Alzheimers Dement (Amst). 2023 Nov 8;15(4):e12496. doi: 10.1002/dad2.12496. eCollection 2023 Oct-Dec.

Abstract

Introduction: This study investigates whether plasma biomarkers (Aβ42/40 and p-tau 181), APS, as well as apolipoprotein E (APOE) proteotype predict cognitive deficits in elderly adults from the Democratic Republic of Congo.

Methods: Forty-four with possible AD (pAD) and 41 healthy control (HC) subjects were screened using CSID and AQ, underwent cognitive assessment with the African Neuropsychology Battery (ANB), and provided blood samples for plasma Aβ42, Aβ40, Aβ42/40, and APOE proteotype. Linear and logistic regression were used to evaluate the associations of plasma biomarkers with ANB tests and the ability of biomarkers to predict cognitive status.

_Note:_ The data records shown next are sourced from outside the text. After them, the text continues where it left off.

//! Erros da biblioteca.
//!
//! O carregamento de modelo distingue "não encontrado" de "corrompido" e de
//! "incompatível", para que o operador saiba se falta instalar algo ou se o
//! arquivo instalado está com problema.

use std::path::PathBuf;

use thiserror::Error;

use crate::model::ModelTier;

/// Falha ao carregar um modelo de um único nível.
#[derive(Debug, Error)]
pub enum ModelError {
    #[error("modelo '{name}' não encontrado em {location}")]
    NotFound { name: String, location: String },

    #[error("falha de E/S ao ler o modelo '{name}': {source}")]
    Io {
        name: String,
        #[source]
        source: std::io::Error,
    },

    #[error("modelo '{name}' corrompido: {source}")]
    Corrupt {
        name: String,
        #[source]
        source: serde_json::Error,
    },

    #[error("modelo '{name}' incompatível: {reason}")]
    Incompatible { name: String, reason: String },
}

impl ModelError {
    /// `true` quando o modelo simplesmente não está instalado
    pub fn is_not_found(&self) -> bool {
        matches!(self, ModelError::NotFound { .. })
    }
}

/// Erro fatal de configuração: nenhum nível de modelo pôde ser carregado.
#[derive(Debug, Error)]
pub enum ConfigError {
    #[error("nenhum modelo de linguagem disponível ({})", describe_failures(.failures))]
    NoModelAvailable { failures: Vec<(ModelTier, ModelError)> },
}

impl ConfigError {
    /// Instrução para o operador obter o modelo ausente
    pub fn hint(&self) -> String {
        match self {
            ConfigError::NoModelAvailable { .. } => format!(
                "Execute `comentarios export-model --dir <DIR>` para gravar os modelos \
                 '{}' e '{}' e aponte --model-dir (ou COMENTARIOS_MODEL_DIR) para esse diretório.",
                ModelTier::Large.model_name(),
                ModelTier::Small.model_name(),
            ),
        }
    }
}

fn describe_failures(failures: &[(ModelTier, ModelError)]) -> String {
    failures
        .iter()
        .map(|(tier, err)| format!("{}: {err}", tier.model_name()))
        .collect::<Vec<_>>()
        .join("; ")
}

/// Falha ao carregar ou validar regras de sobrescrita.
#[derive(Debug, Error)]
pub enum RulesError {
    #[error("não foi possível ler as regras em {path}: {source}")]
    Io {
        path: PathBuf,
        #[source]
        source: std::io::Error,
    },

    #[error("regras inválidas: {0}")]
    Parse(#[from] serde_json::Error),

    #[error("a regra #{index} ({label}) tem padrão vazio")]
    EmptyPattern { index: usize, label: String },
}
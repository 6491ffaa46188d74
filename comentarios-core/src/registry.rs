//! # Registro de Modelos e Fallback entre Níveis
//!
//! O carregamento acontece uma vez, na inicialização:
//!
//! 1. Tenta o nível `Large` (`pt_core_news_lg`).
//! 2. Se falhar por qualquer motivo, registra um aviso e tenta `Small`.
//! 3. Se ambos falharem, devolve [`ConfigError::NoModelAvailable`] com as
//!    duas causas. Quem chamou decide se encerra o processo.
//!
//! Não há novas tentativas: cada nível é tentado no máximo uma vez.
//!
//! ```rust
//! use comentarios_core::registry::{load_with_fallback, BuiltinRegistry};
//! use comentarios_core::model::ModelTier;
//!
//! let loaded = load_with_fallback(&BuiltinRegistry::new()).unwrap();
//! assert_eq!(loaded.tier, ModelTier::Large);
//! ```

use std::fs::{self, File};
use std::io::{self, BufWriter, Write};
use std::path::{Path, PathBuf};
use std::sync::Arc;

use tracing::{error, info, warn};

use crate::error::{ConfigError, ModelError};
use crate::model::{ModelPackage, ModelTier};
use crate::recognizer::{CrfRecognizer, StatisticalRecognizer};

/// Fonte de modelos pré-treinados.
pub trait ModelRegistry {
    /// Descrição da fonte para logs (ex: "embarcado", "/opt/modelos")
    fn describe(&self) -> String;

    fn load(&self, tier: ModelTier) -> Result<Arc<dyn StatisticalRecognizer>, ModelError>;
}

/// Modelo carregado e o nível que de fato foi usado
#[derive(Clone)]
pub struct LoadedModel {
    pub tier: ModelTier,
    pub recognizer: Arc<dyn StatisticalRecognizer>,
}

impl std::fmt::Debug for LoadedModel {
    fn fmt(&self, f: &mut std::fmt::Formatter<'_>) -> std::fmt::Result {
        f.debug_struct("LoadedModel")
            .field("tier", &self.tier)
            .field("recognizer", &self.recognizer.name())
            .finish()
    }
}

/// Carrega o melhor nível disponível, do maior para o menor.
pub fn load_with_fallback(registry: &dyn ModelRegistry) -> Result<LoadedModel, ConfigError> {
    let mut failures = Vec::new();

    for tier in ModelTier::fallback_order() {
        match registry.load(tier) {
            Ok(recognizer) => {
                info!(model = %tier, source = %registry.describe(), "modelo de linguagem carregado");
                return Ok(LoadedModel { tier, recognizer });
            }
            Err(err) => {
                warn!(model = %tier, error = %err, "modelo indisponível");
                failures.push((tier, err));
            }
        }
    }

    let err = ConfigError::NoModelAvailable { failures };
    error!(error = %err, "nenhum modelo pôde ser carregado");
    Err(err)
}

/// Serve os pacotes embarcados no binário.
#[derive(Debug, Clone)]
pub struct BuiltinRegistry {
    available: Vec<ModelTier>,
}

impl BuiltinRegistry {
    /// Ambos os níveis disponíveis
    pub fn new() -> Self {
        Self::with_tiers(&ModelTier::fallback_order())
    }

    /// Só os níveis informados ficam disponíveis
    pub fn with_tiers(tiers: &[ModelTier]) -> Self {
        Self {
            available: tiers.to_vec(),
        }
    }
}

impl Default for BuiltinRegistry {
    fn default() -> Self {
        Self::new()
    }
}

impl ModelRegistry for BuiltinRegistry {
    fn describe(&self) -> String {
        "embarcado".to_string()
    }

    fn load(&self, tier: ModelTier) -> Result<Arc<dyn StatisticalRecognizer>, ModelError> {
        if !self.available.contains(&tier) {
            return Err(ModelError::NotFound {
                name: tier.model_name().to_string(),
                location: self.describe(),
            });
        }
        Ok(Arc::new(CrfRecognizer::from_package(ModelPackage::bundled(tier))))
    }
}

/// Lê pacotes JSON de um diretório: `<dir>/pt_core_news_lg.json` etc.
#[derive(Debug, Clone)]
pub struct DirectoryRegistry {
    root: PathBuf,
}

impl DirectoryRegistry {
    pub fn new(root: impl Into<PathBuf>) -> Self {
        Self { root: root.into() }
    }

    pub fn path_for(&self, tier: ModelTier) -> PathBuf {
        self.root.join(format!("{}.json", tier.model_name()))
    }
}

impl ModelRegistry for DirectoryRegistry {
    fn describe(&self) -> String {
        self.root.display().to_string()
    }

    fn load(&self, tier: ModelTier) -> Result<Arc<dyn StatisticalRecognizer>, ModelError> {
        let name = tier.model_name().to_string();
        let path = self.path_for(tier);

        let raw = match fs::read_to_string(&path) {
            Ok(raw) => raw,
            Err(err) if err.kind() == io::ErrorKind::NotFound => {
                return Err(ModelError::NotFound {
                    name,
                    location: path.display().to_string(),
                })
            }
            Err(source) => return Err(ModelError::Io { name, source }),
        };

        let package: ModelPackage = serde_json::from_str(&raw).map_err(|source| ModelError::Corrupt {
            name: name.clone(),
            source,
        })?;
        package
            .check_compatible(tier)
            .map_err(|reason| ModelError::Incompatible { name, reason })?;

        Ok(Arc::new(CrfRecognizer::from_package(package)))
    }
}

/// Grava os dois pacotes embarcados em `dir`, criando o diretório se preciso.
///
/// Depois disso, um [`DirectoryRegistry`] apontado para `dir` carrega ambos.
pub fn export_bundled(dir: impl AsRef<Path>) -> io::Result<Vec<PathBuf>> {
    let registry = DirectoryRegistry::new(dir.as_ref());
    fs::create_dir_all(dir.as_ref())?;

    let mut written = Vec::new();
    for tier in ModelTier::fallback_order() {
        let path = registry.path_for(tier);
        let mut writer = BufWriter::new(File::create(&path)?);
        serde_json::to_writer(&mut writer, &ModelPackage::bundled(tier))?;
        writer.flush()?;
        info!(model = %tier, path = %path.display(), "modelo exportado");
        written.push(path);
    }
    Ok(written)
}

#[cfg(test)]
mod tests {
    use super::*;
    use crate::model::MODEL_FORMAT_VERSION;

    #[test]
    fn test_builtin_prefers_large() {
        let loaded = load_with_fallback(&BuiltinRegistry::new()).unwrap();
        assert_eq!(loaded.tier, ModelTier::Large);
        assert_eq!(loaded.recognizer.name(), "pt_core_news_lg");
    }

    #[test]
    fn test_falls_back_to_small() {
        let registry = BuiltinRegistry::with_tiers(&[ModelTier::Small]);
        let loaded = load_with_fallback(&registry).unwrap();
        assert_eq!(loaded.tier, ModelTier::Small);
        assert_eq!(loaded.recognizer.name(), "pt_core_news_sm");
    }

    #[test]
    fn test_no_model_is_fatal_config_error() {
        let registry = BuiltinRegistry::with_tiers(&[]);
        let err = load_with_fallback(&registry).unwrap_err();

        let ConfigError::NoModelAvailable { failures } = &err;
        assert_eq!(failures.len(), 2);
        assert_eq!(failures[0].0, ModelTier::Large);
        assert_eq!(failures[1].0, ModelTier::Small);
        assert!(failures.iter().all(|(_, e)| e.is_not_found()));

        let message = err.to_string();
        assert!(message.contains("pt_core_news_lg"));
        assert!(message.contains("pt_core_news_sm"));
        assert!(err.hint().contains("export-model"));
    }

    #[test]
    fn test_directory_roundtrip_via_export() {
        let dir = tempfile::tempdir().unwrap();
        let written = export_bundled(dir.path()).unwrap();
        assert_eq!(written.len(), 2);

        let registry = DirectoryRegistry::new(dir.path());
        let loaded = load_with_fallback(&registry).unwrap();
        assert_eq!(loaded.tier, ModelTier::Large);
    }

    #[test]
    fn test_export_is_byte_stable() {
        let (a, b) = (tempfile::tempdir().unwrap(), tempfile::tempdir().unwrap());
        let first = export_bundled(a.path()).unwrap();
        let second = export_bundled(b.path()).unwrap();
        for (x, y) in first.iter().zip(&second) {
            assert_eq!(fs::read(x).unwrap(), fs::read(y).unwrap());
        }
    }

    #[test]
    fn test_directory_missing_large_falls_back() {
        let dir = tempfile::tempdir().unwrap();
        export_bundled(dir.path()).unwrap();
        let registry = DirectoryRegistry::new(dir.path());
        fs::remove_file(registry.path_for(ModelTier::Large)).unwrap();

        let loaded = load_with_fallback(&registry).unwrap();
        assert_eq!(loaded.tier, ModelTier::Small);
    }

    #[test]
    fn test_directory_distinguishes_error_kinds() {
        let dir = tempfile::tempdir().unwrap();
        let registry = DirectoryRegistry::new(dir.path());

        let missing = registry.load(ModelTier::Large).err().unwrap();
        assert!(missing.is_not_found());

        fs::write(registry.path_for(ModelTier::Large), "{ isto não é json").unwrap();
        let corrupt = registry.load(ModelTier::Large).err().unwrap();
        assert!(matches!(corrupt, ModelError::Corrupt { .. }));

        let mut package = ModelPackage::bundled(ModelTier::Small);
        package.format_version = MODEL_FORMAT_VERSION + 1;
        fs::write(
            registry.path_for(ModelTier::Small),
            serde_json::to_string(&package).unwrap(),
        )
        .unwrap();
        let incompatible = registry.load(ModelTier::Small).err().unwrap();
        assert!(matches!(incompatible, ModelError::Incompatible { .. }));

        let err = load_with_fallback(&registry).unwrap_err();
        let ConfigError::NoModelAvailable { failures } = err;
        assert!(matches!(failures[0].1, ModelError::Corrupt { .. }));
        assert!(matches!(failures[1].1, ModelError::Incompatible { .. }));
    }

    #[test]
    fn test_package_for_wrong_tier_is_incompatible() {
        let dir = tempfile::tempdir().unwrap();
        let registry = DirectoryRegistry::new(dir.path());
        fs::write(
            registry.path_for(ModelTier::Large),
            serde_json::to_string(&ModelPackage::bundled(ModelTier::Small)).unwrap(),
        )
        .unwrap();
        let err = registry.load(ModelTier::Large).err().unwrap();
        assert!(matches!(err, ModelError::Incompatible { .. }));
    }
}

Results: Patients with pAD had significantly lower plasma Aβ42/40 levels, higher APS, and higher prevalence of APOE E4 allele compared to HC. Groups did not differ in levels of Aβ40, Aβ42, or P-tau 181. Results showed that Aβ42/40 ratio and APS were significantly associated with African Naming Test (ANT), African List Memory Test (ALMT), and African Visuospatial Memory Test (AVMT) scores, while the presence of APOE E4 allele was associated with ANT, ALMT, AVMT, and APT scores. P-tau 181 did not show any significant associations while adjusting for age, education, and gender. APS showed the highest area under the curve (AUC) value (AUC = 0.78, 95% confidence interval [CI]: 0.68-0.88) followed by Aβ42/40 (AUC = 0.75, 95% CI: 0.66-0.86) and APOE E4 (AUC = 0.69 (CI 0.57-0.81) in discriminating pAD from HC.

Discussion: These results demonstrate associations between select plasma biomarker of AD pathology (Aβ42/40), APS, and APOE E4 allele) and ANB test scores and the ability of these biomarkers to differentiate pAD from cognitively normal SSA individuals, consistent with findings reported in other settings.